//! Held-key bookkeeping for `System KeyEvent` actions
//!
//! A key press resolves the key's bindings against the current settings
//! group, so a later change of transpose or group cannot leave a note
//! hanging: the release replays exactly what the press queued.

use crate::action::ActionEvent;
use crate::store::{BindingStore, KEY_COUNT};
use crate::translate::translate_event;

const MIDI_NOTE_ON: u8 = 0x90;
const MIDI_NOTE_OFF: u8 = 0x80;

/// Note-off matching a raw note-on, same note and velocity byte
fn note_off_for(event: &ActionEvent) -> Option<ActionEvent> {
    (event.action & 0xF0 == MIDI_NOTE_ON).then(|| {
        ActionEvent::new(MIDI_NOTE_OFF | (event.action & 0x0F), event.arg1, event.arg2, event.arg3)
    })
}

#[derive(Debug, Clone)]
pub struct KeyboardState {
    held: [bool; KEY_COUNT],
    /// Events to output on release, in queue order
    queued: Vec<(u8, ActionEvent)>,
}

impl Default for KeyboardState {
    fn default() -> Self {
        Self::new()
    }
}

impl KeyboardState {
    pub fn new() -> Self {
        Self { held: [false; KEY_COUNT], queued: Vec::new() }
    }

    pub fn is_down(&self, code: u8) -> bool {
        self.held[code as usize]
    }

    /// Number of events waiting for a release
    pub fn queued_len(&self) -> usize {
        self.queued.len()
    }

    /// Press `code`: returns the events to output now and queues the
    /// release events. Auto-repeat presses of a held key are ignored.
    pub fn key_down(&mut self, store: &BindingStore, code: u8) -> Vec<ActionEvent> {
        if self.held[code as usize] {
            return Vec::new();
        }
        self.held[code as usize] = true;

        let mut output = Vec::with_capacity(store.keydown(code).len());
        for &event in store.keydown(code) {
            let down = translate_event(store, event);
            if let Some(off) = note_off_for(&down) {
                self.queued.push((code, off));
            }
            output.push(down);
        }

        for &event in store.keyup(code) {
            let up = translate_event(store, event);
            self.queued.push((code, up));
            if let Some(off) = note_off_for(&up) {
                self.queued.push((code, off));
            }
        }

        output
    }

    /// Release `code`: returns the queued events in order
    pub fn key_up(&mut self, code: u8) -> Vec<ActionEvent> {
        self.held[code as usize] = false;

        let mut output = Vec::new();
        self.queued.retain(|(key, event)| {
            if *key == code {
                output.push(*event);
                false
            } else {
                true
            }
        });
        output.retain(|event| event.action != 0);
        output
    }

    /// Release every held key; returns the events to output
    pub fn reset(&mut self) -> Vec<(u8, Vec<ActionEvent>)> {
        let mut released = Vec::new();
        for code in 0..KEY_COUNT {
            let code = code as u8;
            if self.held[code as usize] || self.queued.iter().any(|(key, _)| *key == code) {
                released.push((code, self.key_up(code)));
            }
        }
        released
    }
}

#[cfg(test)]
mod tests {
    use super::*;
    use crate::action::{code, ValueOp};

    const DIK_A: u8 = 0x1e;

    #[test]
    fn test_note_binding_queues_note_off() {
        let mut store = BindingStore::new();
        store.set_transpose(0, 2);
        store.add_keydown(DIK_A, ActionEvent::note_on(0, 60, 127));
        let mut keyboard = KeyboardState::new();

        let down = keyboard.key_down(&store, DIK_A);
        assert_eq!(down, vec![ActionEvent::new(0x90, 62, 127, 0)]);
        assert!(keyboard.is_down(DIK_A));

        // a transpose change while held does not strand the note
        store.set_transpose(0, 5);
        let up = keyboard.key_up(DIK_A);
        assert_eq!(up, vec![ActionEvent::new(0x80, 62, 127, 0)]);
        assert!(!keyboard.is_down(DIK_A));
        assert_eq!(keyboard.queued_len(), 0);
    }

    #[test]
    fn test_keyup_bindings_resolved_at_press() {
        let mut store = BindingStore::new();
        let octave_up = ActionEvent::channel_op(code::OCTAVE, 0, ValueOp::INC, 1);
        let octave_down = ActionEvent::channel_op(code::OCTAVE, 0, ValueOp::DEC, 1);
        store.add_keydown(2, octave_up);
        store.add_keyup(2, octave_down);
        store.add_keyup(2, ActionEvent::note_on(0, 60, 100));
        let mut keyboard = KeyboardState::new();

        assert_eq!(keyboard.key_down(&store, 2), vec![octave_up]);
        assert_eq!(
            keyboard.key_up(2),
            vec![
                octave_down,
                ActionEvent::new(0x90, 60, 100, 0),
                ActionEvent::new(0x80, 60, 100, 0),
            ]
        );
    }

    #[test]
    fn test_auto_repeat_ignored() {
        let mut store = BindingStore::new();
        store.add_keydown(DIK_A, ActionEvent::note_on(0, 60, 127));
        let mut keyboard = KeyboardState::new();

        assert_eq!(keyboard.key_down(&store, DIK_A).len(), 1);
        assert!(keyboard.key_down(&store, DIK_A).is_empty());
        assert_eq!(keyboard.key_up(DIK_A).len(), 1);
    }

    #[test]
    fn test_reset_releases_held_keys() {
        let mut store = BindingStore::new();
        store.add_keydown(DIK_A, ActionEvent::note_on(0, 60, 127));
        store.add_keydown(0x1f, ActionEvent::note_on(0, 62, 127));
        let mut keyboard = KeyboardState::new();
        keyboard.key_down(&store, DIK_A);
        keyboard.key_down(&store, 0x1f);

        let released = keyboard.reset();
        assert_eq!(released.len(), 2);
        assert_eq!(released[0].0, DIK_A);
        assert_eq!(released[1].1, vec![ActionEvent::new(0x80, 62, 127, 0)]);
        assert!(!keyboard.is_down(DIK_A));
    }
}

_ _ _ _ _ _ _

Problem requirements —
After reading the records above, give the number of lines that include "returns", and add nothing else.

Solved exercise —
3